### Task input

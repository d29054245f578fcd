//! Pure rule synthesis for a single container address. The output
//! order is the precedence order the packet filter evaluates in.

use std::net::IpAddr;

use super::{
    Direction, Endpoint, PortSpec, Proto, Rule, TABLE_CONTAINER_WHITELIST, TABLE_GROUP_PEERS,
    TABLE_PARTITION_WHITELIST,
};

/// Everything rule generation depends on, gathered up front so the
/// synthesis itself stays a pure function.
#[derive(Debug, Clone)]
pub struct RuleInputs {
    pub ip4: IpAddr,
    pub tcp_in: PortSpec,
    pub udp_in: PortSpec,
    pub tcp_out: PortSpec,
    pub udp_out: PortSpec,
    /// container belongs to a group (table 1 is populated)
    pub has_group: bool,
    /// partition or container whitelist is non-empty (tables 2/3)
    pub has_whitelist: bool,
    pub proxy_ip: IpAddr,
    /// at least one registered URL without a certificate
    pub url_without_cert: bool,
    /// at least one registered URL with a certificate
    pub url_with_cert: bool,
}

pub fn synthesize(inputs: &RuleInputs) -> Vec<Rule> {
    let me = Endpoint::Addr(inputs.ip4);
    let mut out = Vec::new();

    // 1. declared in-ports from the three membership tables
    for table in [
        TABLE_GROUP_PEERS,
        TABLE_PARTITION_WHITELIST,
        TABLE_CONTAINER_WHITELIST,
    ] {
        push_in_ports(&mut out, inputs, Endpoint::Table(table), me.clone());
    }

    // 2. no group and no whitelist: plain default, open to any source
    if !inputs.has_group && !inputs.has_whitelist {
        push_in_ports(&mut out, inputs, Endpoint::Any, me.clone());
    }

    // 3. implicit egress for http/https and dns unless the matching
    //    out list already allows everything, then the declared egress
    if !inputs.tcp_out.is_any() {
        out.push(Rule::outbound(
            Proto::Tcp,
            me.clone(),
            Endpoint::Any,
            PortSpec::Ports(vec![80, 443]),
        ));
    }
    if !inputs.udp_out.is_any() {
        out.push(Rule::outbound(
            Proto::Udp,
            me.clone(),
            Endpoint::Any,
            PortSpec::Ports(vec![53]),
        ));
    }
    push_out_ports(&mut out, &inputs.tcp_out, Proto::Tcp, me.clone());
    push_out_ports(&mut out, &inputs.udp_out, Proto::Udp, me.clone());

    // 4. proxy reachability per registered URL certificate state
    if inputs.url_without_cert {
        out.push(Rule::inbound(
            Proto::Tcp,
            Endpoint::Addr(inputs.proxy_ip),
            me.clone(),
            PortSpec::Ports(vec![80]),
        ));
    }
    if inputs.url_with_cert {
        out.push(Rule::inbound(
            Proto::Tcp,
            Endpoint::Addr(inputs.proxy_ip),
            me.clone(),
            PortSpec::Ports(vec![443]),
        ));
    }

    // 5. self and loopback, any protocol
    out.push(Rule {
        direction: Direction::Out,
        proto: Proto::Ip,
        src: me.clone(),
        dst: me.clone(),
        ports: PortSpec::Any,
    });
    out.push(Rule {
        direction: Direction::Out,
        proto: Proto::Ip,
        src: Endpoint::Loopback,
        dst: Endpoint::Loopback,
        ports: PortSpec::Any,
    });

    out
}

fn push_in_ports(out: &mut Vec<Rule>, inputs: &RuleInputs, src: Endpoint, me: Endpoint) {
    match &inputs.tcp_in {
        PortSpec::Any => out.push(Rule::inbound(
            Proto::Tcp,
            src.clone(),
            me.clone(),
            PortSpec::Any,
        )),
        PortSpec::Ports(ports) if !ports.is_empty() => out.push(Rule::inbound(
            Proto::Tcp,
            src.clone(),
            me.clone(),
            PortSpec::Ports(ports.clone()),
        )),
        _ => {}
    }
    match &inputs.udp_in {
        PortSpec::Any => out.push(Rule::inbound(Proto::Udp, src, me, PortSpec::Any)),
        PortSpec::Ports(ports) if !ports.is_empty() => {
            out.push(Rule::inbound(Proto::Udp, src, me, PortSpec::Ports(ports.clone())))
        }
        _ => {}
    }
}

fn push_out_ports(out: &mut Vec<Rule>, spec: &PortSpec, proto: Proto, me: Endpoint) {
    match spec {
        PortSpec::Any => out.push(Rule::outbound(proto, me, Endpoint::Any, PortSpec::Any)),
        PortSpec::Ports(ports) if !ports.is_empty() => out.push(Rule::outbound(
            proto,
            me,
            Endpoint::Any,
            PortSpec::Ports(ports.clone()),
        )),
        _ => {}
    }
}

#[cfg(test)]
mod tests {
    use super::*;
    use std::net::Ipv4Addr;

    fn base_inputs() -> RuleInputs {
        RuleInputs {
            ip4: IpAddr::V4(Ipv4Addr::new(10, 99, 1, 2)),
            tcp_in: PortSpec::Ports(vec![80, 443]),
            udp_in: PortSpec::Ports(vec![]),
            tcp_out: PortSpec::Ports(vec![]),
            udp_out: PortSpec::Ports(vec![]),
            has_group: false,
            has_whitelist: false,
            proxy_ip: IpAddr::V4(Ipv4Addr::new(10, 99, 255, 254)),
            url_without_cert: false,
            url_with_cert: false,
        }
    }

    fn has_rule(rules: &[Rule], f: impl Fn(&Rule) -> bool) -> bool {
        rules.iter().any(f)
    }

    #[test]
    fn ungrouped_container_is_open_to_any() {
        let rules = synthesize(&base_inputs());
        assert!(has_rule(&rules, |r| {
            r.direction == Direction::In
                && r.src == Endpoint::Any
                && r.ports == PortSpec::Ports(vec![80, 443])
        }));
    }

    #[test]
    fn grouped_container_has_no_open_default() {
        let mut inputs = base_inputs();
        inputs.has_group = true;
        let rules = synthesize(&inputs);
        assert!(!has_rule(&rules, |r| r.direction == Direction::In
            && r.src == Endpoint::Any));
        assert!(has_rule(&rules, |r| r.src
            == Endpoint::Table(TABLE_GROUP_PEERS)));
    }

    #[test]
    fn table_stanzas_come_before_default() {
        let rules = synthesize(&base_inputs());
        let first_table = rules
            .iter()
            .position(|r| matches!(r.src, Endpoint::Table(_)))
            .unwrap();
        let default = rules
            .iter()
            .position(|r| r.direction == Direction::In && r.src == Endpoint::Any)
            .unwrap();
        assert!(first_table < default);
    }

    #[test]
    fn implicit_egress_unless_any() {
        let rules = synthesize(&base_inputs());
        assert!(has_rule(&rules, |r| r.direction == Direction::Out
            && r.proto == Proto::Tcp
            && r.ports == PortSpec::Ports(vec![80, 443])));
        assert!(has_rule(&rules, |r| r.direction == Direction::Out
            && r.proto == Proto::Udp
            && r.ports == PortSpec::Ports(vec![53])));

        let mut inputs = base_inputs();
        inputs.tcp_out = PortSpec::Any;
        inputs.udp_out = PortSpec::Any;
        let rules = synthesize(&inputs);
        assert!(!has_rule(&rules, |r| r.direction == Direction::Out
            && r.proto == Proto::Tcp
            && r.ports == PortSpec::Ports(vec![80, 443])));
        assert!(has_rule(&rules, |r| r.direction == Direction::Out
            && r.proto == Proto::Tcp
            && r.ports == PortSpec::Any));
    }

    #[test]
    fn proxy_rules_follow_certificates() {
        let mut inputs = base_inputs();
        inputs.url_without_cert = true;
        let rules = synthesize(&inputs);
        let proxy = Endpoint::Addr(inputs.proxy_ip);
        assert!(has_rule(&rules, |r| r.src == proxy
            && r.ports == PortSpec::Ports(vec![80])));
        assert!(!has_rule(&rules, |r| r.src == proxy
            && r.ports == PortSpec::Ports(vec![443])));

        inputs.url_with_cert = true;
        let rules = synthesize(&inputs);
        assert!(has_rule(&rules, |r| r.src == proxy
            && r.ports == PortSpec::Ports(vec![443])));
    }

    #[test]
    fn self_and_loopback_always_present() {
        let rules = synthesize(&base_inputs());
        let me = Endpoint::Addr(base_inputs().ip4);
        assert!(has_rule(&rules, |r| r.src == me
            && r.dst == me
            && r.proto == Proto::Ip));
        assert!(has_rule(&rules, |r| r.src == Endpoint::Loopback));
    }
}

---

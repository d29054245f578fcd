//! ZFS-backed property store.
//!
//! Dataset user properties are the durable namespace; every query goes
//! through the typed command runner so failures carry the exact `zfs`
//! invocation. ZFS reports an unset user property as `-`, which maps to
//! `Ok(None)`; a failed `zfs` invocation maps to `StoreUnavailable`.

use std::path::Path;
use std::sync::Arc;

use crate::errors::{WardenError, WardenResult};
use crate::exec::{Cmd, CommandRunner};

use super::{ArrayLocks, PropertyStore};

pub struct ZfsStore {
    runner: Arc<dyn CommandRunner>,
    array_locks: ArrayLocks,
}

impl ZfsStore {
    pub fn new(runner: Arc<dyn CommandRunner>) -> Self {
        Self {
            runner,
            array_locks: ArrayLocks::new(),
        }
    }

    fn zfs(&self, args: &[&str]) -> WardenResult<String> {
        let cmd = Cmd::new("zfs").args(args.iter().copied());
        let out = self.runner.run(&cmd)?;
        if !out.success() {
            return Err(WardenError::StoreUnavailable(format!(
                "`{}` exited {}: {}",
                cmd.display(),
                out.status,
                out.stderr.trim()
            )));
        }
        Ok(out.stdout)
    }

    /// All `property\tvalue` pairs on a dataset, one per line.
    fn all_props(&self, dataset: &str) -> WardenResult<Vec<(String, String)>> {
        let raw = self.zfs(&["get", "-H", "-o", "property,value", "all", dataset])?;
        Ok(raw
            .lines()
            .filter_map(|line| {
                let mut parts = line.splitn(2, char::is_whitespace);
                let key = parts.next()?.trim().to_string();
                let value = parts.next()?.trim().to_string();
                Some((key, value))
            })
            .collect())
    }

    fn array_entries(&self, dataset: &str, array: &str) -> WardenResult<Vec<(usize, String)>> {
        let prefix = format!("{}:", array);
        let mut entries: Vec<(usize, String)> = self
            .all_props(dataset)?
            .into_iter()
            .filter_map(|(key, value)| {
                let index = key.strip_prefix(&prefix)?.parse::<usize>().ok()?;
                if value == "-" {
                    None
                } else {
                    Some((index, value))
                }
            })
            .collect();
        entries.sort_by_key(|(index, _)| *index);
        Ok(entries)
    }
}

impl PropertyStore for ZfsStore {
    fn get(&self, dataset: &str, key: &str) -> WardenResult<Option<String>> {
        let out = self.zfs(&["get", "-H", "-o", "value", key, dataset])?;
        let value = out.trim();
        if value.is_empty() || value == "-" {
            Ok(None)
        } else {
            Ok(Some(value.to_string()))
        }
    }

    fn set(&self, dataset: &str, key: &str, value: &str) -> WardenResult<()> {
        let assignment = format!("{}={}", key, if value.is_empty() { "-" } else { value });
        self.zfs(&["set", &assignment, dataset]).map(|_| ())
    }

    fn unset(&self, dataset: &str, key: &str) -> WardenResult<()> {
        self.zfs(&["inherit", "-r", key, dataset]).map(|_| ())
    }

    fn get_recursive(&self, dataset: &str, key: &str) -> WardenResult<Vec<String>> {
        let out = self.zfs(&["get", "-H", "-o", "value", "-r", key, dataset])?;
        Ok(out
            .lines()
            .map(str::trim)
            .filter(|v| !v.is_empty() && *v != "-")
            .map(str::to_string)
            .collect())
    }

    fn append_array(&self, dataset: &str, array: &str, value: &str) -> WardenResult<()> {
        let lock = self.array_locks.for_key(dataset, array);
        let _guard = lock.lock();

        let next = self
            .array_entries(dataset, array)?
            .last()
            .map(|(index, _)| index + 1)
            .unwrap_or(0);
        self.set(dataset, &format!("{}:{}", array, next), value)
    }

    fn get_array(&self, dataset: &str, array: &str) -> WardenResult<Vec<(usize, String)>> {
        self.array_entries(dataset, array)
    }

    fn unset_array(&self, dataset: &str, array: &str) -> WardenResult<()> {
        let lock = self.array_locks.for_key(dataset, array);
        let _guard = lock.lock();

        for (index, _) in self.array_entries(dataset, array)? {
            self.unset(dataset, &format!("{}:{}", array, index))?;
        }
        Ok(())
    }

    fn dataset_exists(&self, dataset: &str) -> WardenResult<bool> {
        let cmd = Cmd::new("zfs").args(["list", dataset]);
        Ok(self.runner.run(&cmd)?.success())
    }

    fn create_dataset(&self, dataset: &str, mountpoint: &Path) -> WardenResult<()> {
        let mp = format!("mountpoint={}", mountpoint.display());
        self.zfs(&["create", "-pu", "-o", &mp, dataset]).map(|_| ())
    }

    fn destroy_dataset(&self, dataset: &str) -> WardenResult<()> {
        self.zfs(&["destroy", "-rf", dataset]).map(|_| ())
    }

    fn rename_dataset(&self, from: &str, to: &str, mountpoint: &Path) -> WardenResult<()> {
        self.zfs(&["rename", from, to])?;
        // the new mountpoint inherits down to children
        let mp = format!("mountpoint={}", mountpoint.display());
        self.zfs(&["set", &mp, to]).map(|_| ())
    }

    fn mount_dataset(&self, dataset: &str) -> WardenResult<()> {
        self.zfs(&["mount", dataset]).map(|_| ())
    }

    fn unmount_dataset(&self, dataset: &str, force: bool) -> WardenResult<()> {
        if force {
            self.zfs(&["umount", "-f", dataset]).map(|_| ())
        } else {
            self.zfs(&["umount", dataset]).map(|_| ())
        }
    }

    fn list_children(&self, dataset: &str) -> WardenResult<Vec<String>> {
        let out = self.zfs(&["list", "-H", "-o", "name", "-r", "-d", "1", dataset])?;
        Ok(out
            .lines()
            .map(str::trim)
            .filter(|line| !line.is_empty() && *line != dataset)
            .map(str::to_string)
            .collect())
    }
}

--

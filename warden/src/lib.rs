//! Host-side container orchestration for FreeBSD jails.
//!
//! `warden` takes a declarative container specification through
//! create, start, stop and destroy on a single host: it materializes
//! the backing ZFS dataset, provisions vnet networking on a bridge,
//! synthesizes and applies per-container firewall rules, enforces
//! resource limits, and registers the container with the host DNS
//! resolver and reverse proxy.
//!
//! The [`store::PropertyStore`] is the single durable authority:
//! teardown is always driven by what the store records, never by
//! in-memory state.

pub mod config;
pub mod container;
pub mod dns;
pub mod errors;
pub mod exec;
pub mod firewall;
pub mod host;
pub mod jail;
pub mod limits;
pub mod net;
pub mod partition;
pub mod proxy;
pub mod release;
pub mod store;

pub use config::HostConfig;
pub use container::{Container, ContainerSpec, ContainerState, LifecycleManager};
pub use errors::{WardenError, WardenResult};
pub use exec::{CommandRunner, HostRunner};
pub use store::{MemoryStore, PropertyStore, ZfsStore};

### About this task
Across the listing above, how many lines include the word "usize"? Answer with only the number.

### Response to this task
4